If some particular observer's definition of "now" could be determined to be
the "right" one by some experiment, that would reject the equivalence
principle, which is the foundation of relativity. In other words, not likely
to happen.

Using this principle one can build a conceptual "chain of simultaneity"
between observers that extends arbitrarily far into the future or past.

It is no surprise, then, that physics doesn't have a concept of "now". In all
physical equations, time is a free parameter, which we can set to any value,
and those equations will tell us what we should expect to observe at that
time.

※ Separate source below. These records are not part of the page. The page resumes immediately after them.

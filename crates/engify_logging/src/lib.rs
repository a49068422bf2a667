#![deny(missing_docs)]
//! Shared logging utilities for the Engify workspace.
//!
//! This crate provides the `engify_*` logging macros used across the codebase,
//! the terminal/file initializer used by the binaries, and a minimal test
//! initializer for the global logger.

use std::fs::File;
use std::path::{Path, PathBuf};

use log::LevelFilter;
use simplelog::{
    ColorChoice, CombinedLogger, Config, ConfigBuilder, SharedLogger, TermLogger, TerminalMode,
    WriteLogger,
};

/// Logs a trace-level message using the global logging facade.
#[macro_export]
macro_rules! engify_trace {
    ($($arg:tt)*) => {{
        log::trace!($($arg)*);
    }};
}

/// Logs an info-level message using the global logging facade.
#[macro_export]
macro_rules! engify_info {
    ($($arg:tt)*) => {{
        log::info!($($arg)*);
    }};
}

/// Logs a debug-level message using the global logging facade.
#[macro_export]
macro_rules! engify_debug {
    ($($arg:tt)*) => {{
        log::debug!($($arg)*);
    }};
}

/// Logs a warn-level message using the global logging facade.
#[macro_export]
macro_rules! engify_warn {
    ($($arg:tt)*) => {{
        log::warn!($($arg)*);
    }};
}

/// Logs an error-level message using the global logging facade.
#[macro_export]
macro_rules! engify_error {
    ($($arg:tt)*) => {{
        log::error!($($arg)*);
    }};
}

/// Destination for log output.
#[derive(Debug, Clone, PartialEq, Eq)]
pub enum LogDestination {
    /// Write to the given file, truncating it first.
    File(PathBuf),
    /// Write to the terminal.
    Terminal,
    /// Write to both the terminal and the given file.
    Both(PathBuf),
}

/// Initialize the global logger with the specified destination and level.
///
/// A file that cannot be created is reported on stderr and skipped; the
/// remaining loggers are still installed. Calling this twice is a no-op.
pub fn initialize(destination: LogDestination, level: LevelFilter) {
    let config = build_config();

    let loggers: Vec<Box<dyn SharedLogger>> = match destination {
        LogDestination::File(path) => match create_file_logger(&path, level, config) {
            Some(file_logger) => vec![file_logger],
            None => return,
        },
        LogDestination::Terminal => {
            vec![TermLogger::new(
                level,
                config,
                TerminalMode::Mixed,
                ColorChoice::Auto,
            )]
        }
        LogDestination::Both(path) => {
            let mut loggers: Vec<Box<dyn SharedLogger>> = vec![TermLogger::new(
                level,
                config.clone(),
                TerminalMode::Mixed,
                ColorChoice::Auto,
            )];
            if let Some(file_logger) = create_file_logger(&path, level, config) {
                loggers.push(file_logger);
            }
            loggers
        }
    };

    let _ = CombinedLogger::init(loggers);
}

/// Parses a level name such as `"debug"` or `"WARN"`.
///
/// Unknown names fall back to `Info`.
pub fn parse_level(name: &str) -> LevelFilter {
    name.trim().parse().unwrap_or(LevelFilter::Info)
}

/// Initializes a simple terminal logger for use in unit tests.
///
/// This safely no-ops if another logger has already been initialized.
pub fn initialize_for_tests() {
    // Use debug level in debug builds, info in release builds.
    let level = if cfg!(debug_assertions) {
        LevelFilter::Debug
    } else {
        LevelFilter::Info
    };

    // Ignore the error if a logger was already set by another test.
    let _ = CombinedLogger::init(vec![TermLogger::new(
        level,
        Config::default(),
        TerminalMode::Mixed,
        ColorChoice::Auto,
    )]);
}

fn build_config() -> Config {
    ConfigBuilder::new()
        .set_time_format_rfc3339()
        .set_target_level(LevelFilter::Error)
        .build()
}

fn create_file_logger(
    path: &Path,
    level: LevelFilter,
    config: Config,
) -> Option<Box<WriteLogger<File>>> {
    match File::create(path) {
        Ok(file) => Some(WriteLogger::new(level, config, file)),
        Err(err) => {
            eprintln!("Warning: Could not create log file at {:?}: {}", path, err);
            None
        }
    }
}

Physical equations do not reify any particular "t".

The fact that time seems to "flow" subjectively for us is an artifact of the
fact that information can't (that we know of) flow from the future to the
past, therefore at any given slice of time for a given observer, the past
appears "set" (the observer has information/measurements about it that confine
its possible states), but the future appears undetermined (there are no
available direct measurements of it).

 _Why_ information can't flow from the future to the past is an extremely
interesting question that is not terribly well answered, especially given that
the laws of the universe are time-symmetrical. I think most physicists would
posit that it has something to do with the perplexingly low entropy of the big
bang, statistically mandating that later states must have higher entropy, thus
birthing the second law of thermodynamics and giving rise to the "arrow of
time".

Why specifically the Second Law would prevent the flow of even a single bit of
information travelling into the past is not clear to me. As the article points
out, Deutsch 1991 showed us that grandfather paradoxes don't exist once you
factor in quantum mechanics. This is a question that has captivated me for
many years.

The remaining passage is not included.